Dass zunächst versucht werden muss, ein Medium durch Maßnahmen unterhalb des Verbots zur Einhaltung der Gesetze anzuhalten, ist der Meinungs- und Pressefreiheit geschuldet. Denn die weitreichenden Folgen eines Verbots, darunter die Einziehung des Vermögens, wirken sich auch auf die Äußerungen aus, die rechtlich zulässig sind. Das Bundesinnenministerium muss daher im Vorfeld sorgfältig dokumentieren, in welchem Umfang das Medium verfassungswidrige Inhalte verbreitet und wie es auf behördliche Maßnahmen reagiert hat.
Kämpferisch-aggressive Haltung attestiert
Im Falle von „Compact“ erkannte das Bundesverwaltungsgericht bei einzelnen Beiträgen durchaus Anhaltspunkte für eine Verletzung der Menschenwürde. Bei diesen gehe es „sowohl um eine demütigende Ungleichbehandlung deutscher Staatsangehöriger mit Migrationshintergrund gegenüber denjenigen ohne Migrationshintergrund als auch darum, den Erstgenannten lediglich einen rechtlich abgewerteten Status zuzubilligen.“ In diesem Zusammenhang verwies das Gericht auf das von „Compact“ vielfach thematisierte „Regmigrationskonzept“, das auf eine Rechtsverweigerung für einen Teil der deutschen Staatsangehörigen aus sei.
Nach Auffassung des Gerichts spreche auch „viel dafür“, dass das Magazin mit seiner Rhetorik in zahlreichen Beiträgen eine „kämpferisch-aggressive Haltung gegenüber elementaren Verfassungsgrundsätzen“ einnehme. Einerseits verwende das Magazin wiederholt emotionale Formulierungen, wonach die „Volksgemeinschaft“ in ihrer Existenz bedroht sei („Asyl-Bombe“, „Tsunami“, „Flut“, „Invasion“), andererseits werde die Notwendigkeit für einen Widerstand gegen eine angeblich gezielte „Umvolkung“ gegen das „Regime“, das „System“ bzw. die „Volksfeinde“ betont.
Zweifel hat das Gericht jedoch daran, ob diese Aussagen derart prägend sind, dass ein Verbot gegenüber milderen Maßnahmen verhältnismäßig ist. Dies lasse sich „derzeit nicht abschließend beurteilen“. In Bezug auf das Magazin ergebe sich kein eindeutiges Bild, da neben verfassungswidrigen Inhalten auch andere Schwerpunkte gesetzt würden. Über das Magazin hinausgehende Publikationen lägen dem Gericht nur vereinzelt bzw. in Auszügen vor.

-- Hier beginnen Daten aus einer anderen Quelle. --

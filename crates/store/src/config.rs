use std::path::PathBuf;

use serde::{Deserialize, Serialize};

use crate::StoreError;

/// Where restaurant records live and how much of each record is hydrated.
#[derive(Debug, Clone, PartialEq, Eq, Serialize, Deserialize)]
#[serde(default)]
pub struct StoreConfig {
    pub path: PathBuf,
    /// Reviews attached to each record, most liked first.
    pub review_limit: usize,
}

impl Default for StoreConfig {
    fn default() -> Self {
        Self {
            path: PathBuf::from("vibecheck_full_output/vibecheck.db"),
            review_limit: 10,
        }
    }
}

impl StoreConfig {
    pub fn new(path: impl Into<PathBuf>) -> Self {
        Self {
            path: path.into(),
            ..Self::default()
        }
    }

    pub fn with_review_limit(mut self, review_limit: usize) -> Self {
        self.review_limit = review_limit;
        self
    }

    pub fn validate(&self) -> Result<(), StoreError> {
        if self.path.as_os_str().is_empty() {
            return Err(StoreError::InvalidConfig("path must not be empty".into()));
        }
        Ok(())
    }
}
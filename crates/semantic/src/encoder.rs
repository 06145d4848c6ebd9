use std::sync::Arc;

use tracing::{debug, warn};

use crate::embedder::{check_dimension, load_image_embedder, load_text_embedder};
use crate::normalize::l2_normalize_in_place;
use crate::{ImageEmbedder, QueryVector, SemanticConfig, SemanticError, TextEmbedder};

/// Fuses a text embedding and an optional image embedding into one
/// [`QueryVector`] compatible with the restaurant index.
///
/// Both models are shared read-only; `encode` may be called from many
/// threads at once.
#[derive(Clone)]
pub struct MultiModalEncoder {
    text: Arc<dyn TextEmbedder>,
    image: Option<Arc<dyn ImageEmbedder>>,
    image_dim: usize,
}

impl std::fmt::Debug for MultiModalEncoder {
    fn fmt(&self, f: &mut std::fmt::Formatter<'_>) -> std::fmt::Result {
        f.debug_struct("MultiModalEncoder")
            .field("text", &self.text.name())
            .field("image", &self.image.as_ref().map(|m| m.name()))
            .field("text_dim", &self.text.dimension())
            .field("image_dim", &self.image_dim)
            .finish()
    }
}

impl MultiModalEncoder {
    /// `image_dim` is the width of the image segment, which stays present (as
    /// zeros) even when no image encoder is configured.
    pub fn new(
        text: Arc<dyn TextEmbedder>,
        image: Option<Arc<dyn ImageEmbedder>>,
        image_dim: usize,
    ) -> Result<Self, SemanticError> {
        if text.dimension() == 0 || image_dim == 0 {
            return Err(SemanticError::InvalidConfig(
                "embedding dimensions must be greater than zero".into(),
            ));
        }
        if let Some(model) = &image {
            if model.dimension() != image_dim {
                return Err(SemanticError::InvalidConfig(format!(
                    "image encoder '{}' produces {} values, expected {image_dim}",
                    model.name(),
                    model.dimension()
                )));
            }
        }
        Ok(Self {
            text,
            image,
            image_dim,
        })
    }

    /// Loads both encoders from config.
    pub async fn from_config(cfg: &SemanticConfig) -> Result<Self, SemanticError> {
        let text = load_text_embedder(&cfg.text).await?;
        let image = load_image_embedder(&cfg.image).await?;
        Self::new(text, image, cfg.image.dimension)
    }

    pub fn text_dim(&self) -> usize {
        self.text.dimension()
    }

    pub fn image_dim(&self) -> usize {
        self.image_dim
    }

    pub fn dimension(&self) -> usize {
        self.text_dim() + self.image_dim
    }

    pub fn image_enabled(&self) -> bool {
        self.image.is_some()
    }

    /// Encodes `text` (which may be empty) and an optional image.
    ///
    /// A text encoder failure or a wrong-width vector from either encoder is
    /// an error. Anything else that goes wrong with the image only zeroes the
    /// image segment.
    pub fn encode(&self, text: &str, image: Option<&[u8]>) -> Result<QueryVector, SemanticError> {
        let text_vec = self.encode_text(text)?;

        let (image_vec, has_image) = match (image, &self.image) {
            (None, _) => (vec![0.0; self.image_dim], false),
            (Some(_), None) => {
                debug!("image supplied but image search is disabled");
                (vec![0.0; self.image_dim], false)
            }
            (Some(bytes), Some(_)) => match self.encode_image(bytes) {
                Ok(v) => {
                    let nonzero = v.iter().any(|&x| x != 0.0);
                    (v, nonzero)
                }
                Err(err @ SemanticError::DimensionMismatch { .. }) => return Err(err),
                Err(err) => {
                    warn!(error = %err, "image embedding failed; continuing text-only");
                    (vec![0.0; self.image_dim], false)
                }
            },
        };

        Ok(QueryVector::from_segments(text_vec, image_vec, has_image))
    }

    /// Unit-norm text segment (zeros when the model output is degenerate).
    pub fn encode_text(&self, text: &str) -> Result<Vec<f32>, SemanticError> {
        let mut v = self.text.embed(text)?;
        check_dimension("text", self.text.dimension(), v.len())?;
        if !l2_normalize_in_place(&mut v) {
            debug!("text embedding has near-zero norm; emitting zero segment");
        }
        Ok(v)
    }

    /// Unit-norm image segment. Errors are returned as-is; [`encode`](Self::encode)
    /// decides which ones degrade to zeros.
    pub fn encode_image(&self, bytes: &[u8]) -> Result<Vec<f32>, SemanticError> {
        let Some(model) = &self.image else {
            return Ok(vec![0.0; self.image_dim]);
        };
        let mut v = model.embed(bytes)?;
        check_dimension("image", self.image_dim, v.len())?;
        l2_normalize_in_place(&mut v);
        Ok(v)
    }
}
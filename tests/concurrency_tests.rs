mod common;

use common::{fixture, png_bytes};
use vibecheck::{build_searcher, SearchRequest};

#[tokio::test(flavor = "multi_thread", worker_threads = 4)]
async fn concurrent_searches_match_sequential_results() {
    let fx = fixture(80).await;
    let searcher = build_searcher(&fx.config).await.unwrap();

    let requests: Vec<SearchRequest> = vec![
        SearchRequest::text("cheap tacos in the lower east side", 5),
        SearchRequest::text("rooftop cocktails", 8),
        SearchRequest::text("", 4).with_image(png_bytes(11)),
        SearchRequest::text("sushi in soho", 3),
    ];
    let expected: Vec<_> = requests
        .iter()
        .map(|req| searcher.search(req).unwrap().hits)
        .collect();

    let mut handles = Vec::new();
    for round in 0..4 {
        for (i, req) in requests.iter().cloned().enumerate() {
            let searcher = searcher.clone();
            handles.push((
                i,
                round,
                tokio::task::spawn_blocking(move || searcher.search(&req)),
            ));
        }
    }

    for (i, round, handle) in handles {
        let outcome = handle.await.unwrap().unwrap();
        assert_eq!(outcome.hits, expected[i], "request {i} round {round}");
    }
}
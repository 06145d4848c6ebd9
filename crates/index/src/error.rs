use std::path::PathBuf;
use thiserror::Error;

/// Errors raised while loading or querying the restaurant vector index.
///
/// Everything except [`IndexError::DimensionMismatch`] at query time is a
/// startup-time configuration problem.
#[derive(Error, Debug)]
pub enum IndexError {
    #[error("index file missing: {0}")]
    MissingFile(PathBuf),
    #[error("index file {path} is only {size} bytes (minimum {min})")]
    TooSmall { path: PathBuf, size: u64, min: u64 },
    #[error("io error on {path}: {source}")]
    Io {
        path: PathBuf,
        #[source]
        source: std::io::Error,
    },
    #[error("malformed index data: {0}")]
    Format(String),
    #[error("unsupported FAISS index type '{0}' (expected flat inner-product 'IxFI')")]
    UnsupportedIndexType(String),
    #[error("id array {0} is empty")]
    EmptyIds(PathBuf),
    #[error("index has {vectors} vectors but id array has {ids} entries")]
    CountMismatch { vectors: usize, ids: usize },
    #[error("dimension mismatch: expected {expected}, got {got}")]
    DimensionMismatch { expected: usize, got: usize },
    #[error("invalid index config: {0}")]
    InvalidConfig(String),
}

impl IndexError {
    pub(crate) fn io(path: impl Into<PathBuf>, source: std::io::Error) -> Self {
        Self::Io {
            path: path.into(),
            source,
        }
    }
}
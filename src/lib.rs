//! Workspace umbrella crate for VibeCheck restaurant search.
//!
//! This crate ties the stage crates together so callers can go from one YAML
//! file to a ready [`Searcher`]:
//!
//! - `lexicon`: keyword boosting and neighborhood resolution
//! - `semantic`: text and image encoders fused into one query vector
//! - `index`: the FAISS/NumPy vector index file pair and similarity search
//! - `store`: restaurant record hydration
//! - `matcher`: over-fetch, filtering and result assembly
//!
//! ```no_run
//! # async fn run() -> Result<(), vibecheck::PipelineError> {
//! use vibecheck::{build_searcher, SearchRequest, VibeCheckConfig};
//!
//! let cfg = VibeCheckConfig::from_file("vibecheck.yaml")?;
//! let searcher = build_searcher(&cfg).await?;
//! let outcome = searcher.search(&SearchRequest::text("cheap ramen in the east village", 5))?;
//! for hit in outcome.hits {
//!     println!("{} {:.3}", hit.restaurant.name, hit.similarity_score);
//! }
//! # Ok(())
//! # }
//! ```

mod config;

use std::sync::Arc;

use thiserror::Error;
use tracing::{error, info};

pub use crate::config::{ConfigLoadError, VibeCheckConfig};
pub use index::{Candidate, IndexBackend, IndexConfig, IndexError, VectorIndex};
pub use lexicon::{boost_query, Lexicon, NeighborhoodResolver};
pub use matcher::{
    set_search_metrics, MatchError, PriceFilter, SearchConfig, SearchHit, SearchMetrics,
    SearchOutcome, SearchRequest, Searcher,
};
pub use semantic::{MultiModalEncoder, QueryVector, SemanticConfig, SemanticError};
pub use store::{
    InMemoryStore, Restaurant, RestaurantStore, SqliteStore, StoreConfig, StoreError,
};

/// Errors raised while assembling the search pipeline at startup.
#[derive(Debug, Error)]
pub enum PipelineError {
    #[error("configuration: {0}")]
    Config(#[from] ConfigLoadError),
    #[error("encoder: {0}")]
    Semantic(#[from] SemanticError),
    #[error("vector index: {0}")]
    Index(#[from] IndexError),
    #[error("restaurant store: {0}")]
    Store(#[from] StoreError),
    #[error("search: {0}")]
    Match(#[from] MatchError),
}

/// Loads the encoders, the vector index and the restaurant store named by
/// `cfg` and wires them into a [`Searcher`].
///
/// Fails when any asset is missing or the encoder width differs from the
/// index; a process should not serve in that state.
pub async fn build_searcher(cfg: &VibeCheckConfig) -> Result<Searcher, PipelineError> {
    cfg.validate()?;

    let encoder = MultiModalEncoder::from_config(&cfg.semantic).await?;
    let index_cfg = cfg.index.clone().with_dimension(encoder.dimension());
    let index = VectorIndex::open(&index_cfg).inspect_err(|err| {
        error!(
            error = %err,
            index = %index_cfg.index_path.display(),
            ids = %index_cfg.ids_path.display(),
            "vector index failed to load"
        )
    })?;
    let store = store::open_store(&cfg.store)?;

    let searcher = Searcher::new(encoder, Arc::new(index), store)?.with_config(cfg.search)?;
    info!(
        entries = searcher.index().len(),
        dimension = searcher.index().dimension(),
        backend = searcher.index().backend_name(),
        image_search = searcher.encoder().image_enabled(),
        "search pipeline ready"
    );
    Ok(searcher)
}
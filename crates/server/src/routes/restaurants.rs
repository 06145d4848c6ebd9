use crate::error::{ServerError, ServerResult};
use crate::state::ServerState;
use axum::extract::rejection::PathRejection;
use axum::extract::{Path, State};
use axum::response::IntoResponse;
use axum::Json;
use serde_json::json;
use std::sync::Arc;

const TOP_VIBES: usize = 20;
const RESTAURANTS_PER_VIBE: usize = 5;

/// `GET /api/restaurant/{id}`
pub async fn get_restaurant(
    State(state): State<Arc<ServerState>>,
    id: Result<Path<i64>, PathRejection>,
) -> ServerResult<impl IntoResponse> {
    let Path(id) = id.map_err(|e| ServerError::BadRequest(format!("invalid restaurant id: {e}")))?;
    let store = state.searcher.store().clone();

    let restaurant = tokio::task::spawn_blocking(move || store.get(id)).await??;
    match restaurant {
        Some(restaurant) => Ok(Json(restaurant)),
        None => Err(ServerError::NotFound("Restaurant not found".into())),
    }
}

/// `GET /api/vibe-stats` and `GET /api/top-vibes`
pub async fn vibe_stats(State(state): State<Arc<ServerState>>) -> ServerResult<impl IntoResponse> {
    let store = state.searcher.store().clone();
    let vibes =
        tokio::task::spawn_blocking(move || store.top_vibes(TOP_VIBES, RESTAURANTS_PER_VIBE))
            .await??;
    Ok(Json(json!({ "vibes": vibes })))
}
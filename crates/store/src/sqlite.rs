use std::path::Path;
use std::sync::Mutex;

use rusqlite::{params, Connection, OpenFlags, OptionalExtension, Row};
use tracing::info;

use crate::types::TOP_VIBES_PER_RESTAURANT;
use crate::{
    Photo, Restaurant, RestaurantStore, Review, StoreError, VibeMention, VibeRestaurant,
    VibeSummary,
};

/// Tables read by [`SqliteStore`]. Used to create fixture databases.
pub const SCHEMA: &str = "
CREATE TABLE IF NOT EXISTS restaurants (
    id INTEGER PRIMARY KEY,
    name TEXT,
    rating REAL,
    address TEXT,
    reviews_count INTEGER,
    place_id TEXT,
    neighborhood TEXT,
    price_level INTEGER
);
CREATE TABLE IF NOT EXISTS vibe_photos (
    id INTEGER PRIMARY KEY AUTOINCREMENT,
    restaurant_id INTEGER NOT NULL,
    local_filename TEXT,
    photo_url TEXT
);
CREATE TABLE IF NOT EXISTS vibe_analysis (
    restaurant_id INTEGER NOT NULL,
    vibe_name TEXT NOT NULL,
    mention_count INTEGER NOT NULL DEFAULT 0
);
CREATE TABLE IF NOT EXISTS reviews (
    id INTEGER PRIMARY KEY AUTOINCREMENT,
    restaurant_id INTEGER NOT NULL,
    review_text TEXT,
    likes INTEGER
);
CREATE INDEX IF NOT EXISTS idx_vibe_photos_restaurant ON vibe_photos(restaurant_id);
CREATE INDEX IF NOT EXISTS idx_vibe_analysis_restaurant ON vibe_analysis(restaurant_id);
CREATE INDEX IF NOT EXISTS idx_reviews_restaurant ON reviews(restaurant_id);
";

const SELECT_RESTAURANT: &str = "
SELECT id, name, rating, address, reviews_count, place_id, neighborhood, price_level
FROM restaurants
WHERE id = ?1";

const SELECT_PHOTOS: &str = "
SELECT local_filename, photo_url
FROM vibe_photos
WHERE restaurant_id = ?1
ORDER BY
    CASE WHEN local_filename LIKE '%_vibe_%' THEN 0 ELSE 1 END,
    CASE WHEN photo_url IS NOT NULL THEN 0 ELSE 1 END,
    id";

const SELECT_VIBES: &str = "
SELECT vibe_name, mention_count
FROM vibe_analysis
WHERE restaurant_id = ?1
ORDER BY mention_count DESC, vibe_name
LIMIT ?2";

const SELECT_REVIEWS: &str = "
SELECT review_text, likes
FROM reviews
WHERE restaurant_id = ?1
ORDER BY likes DESC
LIMIT ?2";

const SELECT_TOP_VIBES: &str = "
SELECT vibe_name, SUM(mention_count) AS total
FROM vibe_analysis
GROUP BY vibe_name
ORDER BY total DESC, vibe_name
LIMIT ?1";

const SELECT_VIBE_RESTAURANTS: &str = "
SELECT r.id, r.name, r.rating, va.mention_count
FROM vibe_analysis va
JOIN restaurants r ON va.restaurant_id = r.id
WHERE va.vibe_name = ?1
ORDER BY va.mention_count DESC, r.rating DESC
LIMIT ?2";

/// Restaurant records in the SQLite database produced by the data pipeline.
///
/// `rusqlite::Connection` is not `Sync`; lookups are serialized on a mutex.
pub struct SqliteStore {
    conn: Mutex<Connection>,
    review_limit: usize,
}

impl std::fmt::Debug for SqliteStore {
    fn fmt(&self, f: &mut std::fmt::Formatter<'_>) -> std::fmt::Result {
        f.debug_struct("SqliteStore")
            .field("review_limit", &self.review_limit)
            .finish()
    }
}

impl SqliteStore {
    /// Opens an existing database read-only. Used when serving.
    pub fn open_readonly(path: &Path, review_limit: usize) -> Result<Self, StoreError> {
        if !path.exists() {
            return Err(StoreError::MissingDatabase(path.to_path_buf()));
        }
        let conn = Connection::open_with_flags(
            path,
            OpenFlags::SQLITE_OPEN_READ_ONLY | OpenFlags::SQLITE_OPEN_NO_MUTEX,
        )?;
        let store = Self::from_connection(conn, review_limit);
        info!(path = %path.display(), restaurants = store.count()?, "restaurant store opened");
        Ok(store)
    }

    /// Opens (creating if needed) a writable database with [`SCHEMA`] applied.
    pub fn create(path: &Path, review_limit: usize) -> Result<Self, StoreError> {
        let conn = Connection::open(path)?;
        conn.execute_batch(SCHEMA)?;
        Ok(Self::from_connection(conn, review_limit))
    }

    pub fn in_memory(review_limit: usize) -> Result<Self, StoreError> {
        let conn = Connection::open_in_memory()?;
        conn.execute_batch(SCHEMA)?;
        Ok(Self::from_connection(conn, review_limit))
    }

    fn from_connection(conn: Connection, review_limit: usize) -> Self {
        Self {
            conn: Mutex::new(conn),
            review_limit,
        }
    }

    /// Writes a restaurant with its photos, vibes and reviews.
    pub fn insert(&self, restaurant: &Restaurant) -> Result<(), StoreError> {
        let mut conn = self.conn.lock().map_err(|_| StoreError::Poisoned)?;
        let tx = conn.transaction()?;
        tx.execute(
            "INSERT OR REPLACE INTO restaurants
                 (id, name, rating, address, reviews_count, place_id, neighborhood, price_level)
             VALUES (?1, ?2, ?3, ?4, ?5, ?6, ?7, ?8)",
            params![
                restaurant.id,
                restaurant.name,
                restaurant.rating,
                restaurant.address,
                restaurant.reviews_count,
                restaurant.place_id,
                restaurant.neighborhood,
                restaurant.price_level,
            ],
        )?;
        for photo in &restaurant.photos {
            tx.execute(
                "INSERT INTO vibe_photos (restaurant_id, local_filename, photo_url) VALUES (?1, ?2, ?3)",
                params![restaurant.id, photo.filename, photo.url],
            )?;
        }
        for vibe in &restaurant.vibes {
            tx.execute(
                "INSERT INTO vibe_analysis (restaurant_id, vibe_name, mention_count) VALUES (?1, ?2, ?3)",
                params![restaurant.id, vibe.name, vibe.count],
            )?;
        }
        for review in &restaurant.reviews {
            tx.execute(
                "INSERT INTO reviews (restaurant_id, review_text, likes) VALUES (?1, ?2, ?3)",
                params![restaurant.id, review.text, review.likes],
            )?;
        }
        tx.commit()?;
        Ok(())
    }
}

fn row_to_restaurant(row: &Row<'_>) -> rusqlite::Result<Restaurant> {
    Ok(Restaurant {
        id: row.get(0)?,
        name: row.get::<_, Option<String>>(1)?.unwrap_or_default(),
        rating: row.get(2)?,
        address: row.get(3)?,
        reviews_count: row.get(4)?,
        place_id: row.get(5)?,
        neighborhood: row.get(6)?,
        price_level: row.get(7)?,
        photos: Vec::new(),
        image_filename: None,
        photo_filename: None,
        photo_url: None,
        vibes: Vec::new(),
        reviews: Vec::new(),
    })
}

fn sql_limit(n: usize) -> i64 {
    i64::try_from(n).unwrap_or(i64::MAX)
}

impl RestaurantStore for SqliteStore {
    fn get(&self, id: i64) -> Result<Option<Restaurant>, StoreError> {
        let conn = self.conn.lock().map_err(|_| StoreError::Poisoned)?;
        let Some(mut restaurant) = conn
            .query_row(SELECT_RESTAURANT, [id], row_to_restaurant)
            .optional()?
        else {
            return Ok(None);
        };

        let photos = conn
            .prepare_cached(SELECT_PHOTOS)?
            .query_map([id], |row| {
                Ok(Photo {
                    filename: row.get(0)?,
                    url: row.get(1)?,
                })
            })?
            .collect::<Result<Vec<_>, _>>()?;
        restaurant.set_photos(photos);

        restaurant.vibes = conn
            .prepare_cached(SELECT_VIBES)?
            .query_map(params![id, sql_limit(TOP_VIBES_PER_RESTAURANT)], |row| {
                Ok(VibeMention {
                    name: row.get(0)?,
                    count: row.get(1)?,
                })
            })?
            .collect::<Result<Vec<_>, _>>()?;

        restaurant.reviews = conn
            .prepare_cached(SELECT_REVIEWS)?
            .query_map(params![id, sql_limit(self.review_limit)], |row| {
                Ok(Review {
                    text: row.get(0)?,
                    likes: row.get(1)?,
                })
            })?
            .collect::<Result<Vec<_>, _>>()?;

        Ok(Some(restaurant))
    }

    fn count(&self) -> Result<usize, StoreError> {
        let conn = self.conn.lock().map_err(|_| StoreError::Poisoned)?;
        let count: i64 = conn.query_row("SELECT COUNT(*) FROM restaurants", [], |row| row.get(0))?;
        Ok(count.max(0) as usize)
    }

    fn top_vibes(&self, limit: usize, per_vibe: usize) -> Result<Vec<VibeSummary>, StoreError> {
        let conn = self.conn.lock().map_err(|_| StoreError::Poisoned)?;
        let totals = conn
            .prepare_cached(SELECT_TOP_VIBES)?
            .query_map([sql_limit(limit)], |row| {
                Ok((row.get::<_, String>(0)?, row.get::<_, i64>(1)?))
            })?
            .collect::<Result<Vec<_>, _>>()?;

        let mut stmt = conn.prepare_cached(SELECT_VIBE_RESTAURANTS)?;
        let mut summaries = Vec::with_capacity(totals.len());
        for (name, count) in totals {
            let restaurants = stmt
                .query_map(params![name, sql_limit(per_vibe)], |row| {
                    Ok(VibeRestaurant {
                        id: row.get(0)?,
                        name: row.get::<_, Option<String>>(1)?.unwrap_or_default(),
                        rating: row.get(2)?,
                        mention_count: row.get(3)?,
                    })
                })?
                .collect::<Result<Vec<_>, _>>()?;
            summaries.push(VibeSummary {
                name,
                count,
                restaurants,
            });
        }
        Ok(summaries)
    }
}
use once_cell::sync::OnceCell;
use onnxruntime::{environment::Environment, session::Session};
use std::cell::RefCell;
use std::collections::HashMap;
use std::rc::Rc;
use tokenizers::Tokenizer;

use crate::assets::ModelAssets;
use crate::SemanticError;

static ORT_ENV: OnceCell<Environment> = OnceCell::new();

thread_local! {
    static MODEL_CACHE: RefCell<HashMap<ModelAssets, Rc<CachedModel>>> =
        RefCell::new(HashMap::new());
}

/// A loaded session plus its tokenizer (text encoders only).
pub(crate) struct CachedModel {
    pub(crate) tokenizer: Option<Tokenizer>,
    pub(crate) session: RefCell<Session<'static>>,
}

impl CachedModel {
    fn load(assets: &ModelAssets) -> Result<Self, SemanticError> {
        let tokenizer = assets
            .tokenizer_path
            .as_ref()
            .map(|path| {
                Tokenizer::from_file(path).map_err(|e| SemanticError::Inference(e.to_string()))
            })
            .transpose()?;

        let env = ort_environment()?;
        let session = env
            .new_session_builder()
            .map_err(|e| SemanticError::Inference(e.to_string()))?
            .with_model_from_file(assets.model_path.clone())
            .map_err(|e| SemanticError::Inference(e.to_string()))?;

        Ok(Self {
            tokenizer,
            session: RefCell::new(session),
        })
    }

    pub(crate) fn tokenizer(&self) -> Result<&Tokenizer, SemanticError> {
        self.tokenizer
            .as_ref()
            .ok_or_else(|| SemanticError::TokenizerMissing("text encoder loaded without tokenizer".into()))
    }
}

/// Returns this thread's session for `assets`, loading it on first use.
pub(crate) fn get_or_load_model_handle(
    assets: &ModelAssets,
) -> Result<Rc<CachedModel>, SemanticError> {
    MODEL_CACHE.with(|cache| {
        let mut cache = cache.borrow_mut();
        if let Some(handle) = cache.get(assets) {
            return Ok(handle.clone());
        }

        let handle = Rc::new(CachedModel::load(assets)?);
        cache.insert(assets.clone(), handle.clone());
        Ok(handle)
    })
}

fn ort_environment() -> Result<&'static Environment, SemanticError> {
    ORT_ENV.get_or_try_init(|| {
        Environment::builder()
            .with_name("vibecheck")
            .build()
            .map_err(|e| SemanticError::Inference(e.to_string()))
    })
}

Zu berücksichtigen ist allerdings, dass die Entscheidung im Eilverfahren ergangen ist. Sie gilt also nur vorläufig bis zu einer Entscheidung in der Hauptsache. Und bis dahin kann das Bundesinnenministerium noch nachlegen.
Folgen der Entscheidung
In einer Demokratie sind Medienverbote selten – und das aus gutem Grund. Die Behörden müssen das Tatsachenmaterial für ein Verbotsverfahren sorgfältig zusammenstellen und ihr Vorgehen sorgfältig abwägen. Ein Verbot können sie nur dann aussprechen, wenn andere Maßnahmen keinen Erfolg versprechen. Das mag nicht bequem sein, aber Grundrechte sind nun einmal auch nicht dafür da, es dem Staat leicht zu machen. Das Grundgesetz garantiert die Meinungs- und Pressefreiheit nicht nur auf dem Papier. Zu Recht legt die Justiz bei Verbotsverfahren einen strengen Maßstab an. Abzuwarten bleibt, ob „Compact“ auch im Klageverfahren erfolgreich sein wird. Unabhängig davon gilt ohnehin, dass sich Demokrat*innen nicht auf Verbotsverfahren verlassen, sondern aktiv gegen Rechts engagieren sollten. Anlässe dafür gibt es (leider) mehr als genug.